The Hunger Games has spawned numerous copycat novels and revived the dystopian genre. But while the YA dystopian bubble is sure to eventually burst, humanity’s nagging belief in societal collapse and impending apocalypse remains alive and well.
Dystopian themes have been a part of our pop cultural landscape for a very long time. Stories about crumbling governments, pandemics, plagues, and looming apocalypses, whether made by man, alien, or artificial intelligence, cycle through or collective psyches with startling regularity. Whether it’s George Orwell’s 1984, Ray Bradbury’s Fahrenheit 451, Blade Runner, Soylent Green, Mad Max, Terminator, Children of Men, or The Hunger Games, we seem instinctively drawn to stories about the worst possible End.
Of course, there’s a difference between shambling zombies, nuclear winters, biological fallout, tyranny, and alien invasions. Not all of these fall neatly into the category of dystopia. Nevertheless, all of them are tied to a view of the future that is bleak.
So why do we keep coming back to this particular view of the future? Why are dystopian themes so compelling? You’d think we’d want to focus on futures more rosy. I mean, what happened to our belief in utopia, the one where we’d cure cancer, stop nuclear war, stop fighting, and evolve? Frankly, it got T-boned by reality.
Utopianism is rooted in modernity — the belief that technology and human ingenuity can build a better world. Industrialization bolstered the utopian dream, leading us to believe we could harness the better angels of our nature, conquer disease, aging, poverty, etc. But it wasn’t long before reality sunk in. Several world wars, genocides, natural disasters, governmental collapses and overthrows, overcrowded jails and over-medicated masses, has deflated the notion that we are anywhere able to right the world’s wrongs. Much less, our own personal wrongs. There isn’t enough silicone on earth to keep us from sagging — both physically and morally. No amount of good deeds can stop the decay. And as long as a human walks the earth, dystopia is inevitable.
Sure, it sounds pessimistic. But it’s a fact. Manmade utopia is simply an oxymoron. As such, a dystopian future seems far more realistic than a utopian one.
Interestingly enough, our inclination to envision a dystopian future has roots in a very biblical worldview.
The Bible does not paint a rosy picture about the fate of mankind.

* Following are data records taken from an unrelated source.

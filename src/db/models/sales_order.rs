//! Sales order model

use chrono::{DateTime, Utc};
use serde::{Deserialize, Serialize};
use surrealdb::RecordId;
use validator::Validate;

use super::line_item::LineItem;
use super::serde_helpers;

#[derive(Debug, Clone, Copy, PartialEq, Eq, Serialize, Deserialize)]
#[serde(rename_all = "snake_case")]
pub enum SalesOrderStatus {
    Pending,
    Confirmed,
    Processing,
    Shipped,
    Delivered,
    Completed,
    Cancelled,
}

/// Sales order
///
/// Created directly or by converting a closed-won opportunity;
/// `order_number` comes from the atomic counter (`SO-00001`, ...).
#[derive(Debug, Clone, Serialize, Deserialize)]
pub struct SalesOrder {
    #[serde(
        default,
        skip_serializing_if = "Option::is_none",
        with = "serde_helpers::option_record_id"
    )]
    pub id: Option<RecordId>,
    pub order_number: String,
    #[serde(
        default,
        skip_serializing_if = "Option::is_none",
        with = "serde_helpers::option_record_id"
    )]
    pub customer: Option<RecordId>,
    #[serde(
        default,
        skip_serializing_if = "Option::is_none",
        with = "serde_helpers::option_record_id"
    )]
    pub opportunity: Option<RecordId>,
    pub status: SalesOrderStatus,
    pub items: Vec<LineItem>,
    pub subtotal: f64,
    pub discount_total: f64,
    pub tax_total: f64,
    pub total_amount: f64,
    pub order_date: DateTime<Utc>,
    #[serde(default)]
    pub delivery_date: Option<DateTime<Utc>>,
    #[serde(default)]
    pub notes: Option<String>,
    #[serde(
        default,
        skip_serializing_if = "Option::is_none",
        with = "serde_helpers::option_record_id"
    )]
    pub created_by: Option<RecordId>,
    pub created_at: DateTime<Utc>,
    pub updated_at: DateTime<Utc>,
}

/// POST /api/sales/orders
#[derive(Debug, Deserialize, Validate)]
pub struct SalesOrderCreate {
    pub customer: Option<String>,
    #[serde(default = "default_status")]
    pub status: SalesOrderStatus,
    #[validate(length(min = 1), nested)]
    pub items: Vec<LineItem>,
    pub order_date: Option<DateTime<Utc>>,
    pub delivery_date: Option<DateTime<Utc>>,
    pub notes: Option<String>,
}

fn default_status() -> SalesOrderStatus {
    SalesOrderStatus::Pending
}

/// PUT /api/sales/orders/{id}
#[derive(Debug, Serialize, Deserialize)]
pub struct SalesOrderUpdate {
    #[serde(skip_serializing_if = "Option::is_none")]
    pub status: Option<SalesOrderStatus>,
    #[serde(skip_serializing_if = "Option::is_none")]
    pub delivery_date: Option<DateTime<Utc>>,
    #[serde(skip_serializing_if = "Option::is_none")]
    pub notes: Option<String>,
    #[serde(skip_deserializing, skip_serializing_if = "Option::is_none")]
    pub updated_at: Option<DateTime<Utc>>,
}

Whether it’s Jesus warning about natural and cosmological catastrophes, plagues, and times of great deception, or the apostle John’s hellacious account of the end of the age, Scripture paints a picture of things getting worse before they get better. Apparently, all our peace accords, technological advances, and therapeutic skills still land us in Armageddon. Far from Shangri la, we end up in an arena, pitted against God, nature and, each other. No amount of firepower or psychobabble can stave of these approaching hoofbeats.

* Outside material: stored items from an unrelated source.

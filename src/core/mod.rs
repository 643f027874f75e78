//! Core module: configuration, shared state and the HTTP server

pub mod config;
pub mod server;
pub mod state;

pub use config::Config;
pub use server::Server;
pub use state::ServerState;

The genre of dystopian books and films reinforces a vital biblical theme — Man is broken. No amount of moral or technological “tweaks” can correct the malfunction that is Us.
In a way, our embrace of dystopia is both a rejection of utopia and the notion of inherent human goodness. History and personal experience have shown us, over and over again, that when left to his devices Man fails. No amount of drugs, diplomacy, technology, education, or entertainment can prevent collapse, both internal and external. Dystopia is an admission of depravity. We are the anti-Midas: Everything we touch rots. And the bigger our contribution, the more pervasive the decomposition.
In this sense, the dystopian trend is evidence of a creeping realization that we are broken and things will only get worse. So whether it’s Katniss against the Capitol, Logan running from Termination, 1984’s Thought Police, Blade Runner’s glitching replicants, or Wells’ Morlocks, something rings true about a screwed up future. Why? Just look in the mirror.
In this sense, the dystopian trend is a very good thing. It is an affirmation of a Christian worldview, one which admits that no earthly power can save us from ourselves. In popular culture, dystopia trumps utopia, not because we are inherent pessimists, but because some truths are too obvious to be fiction.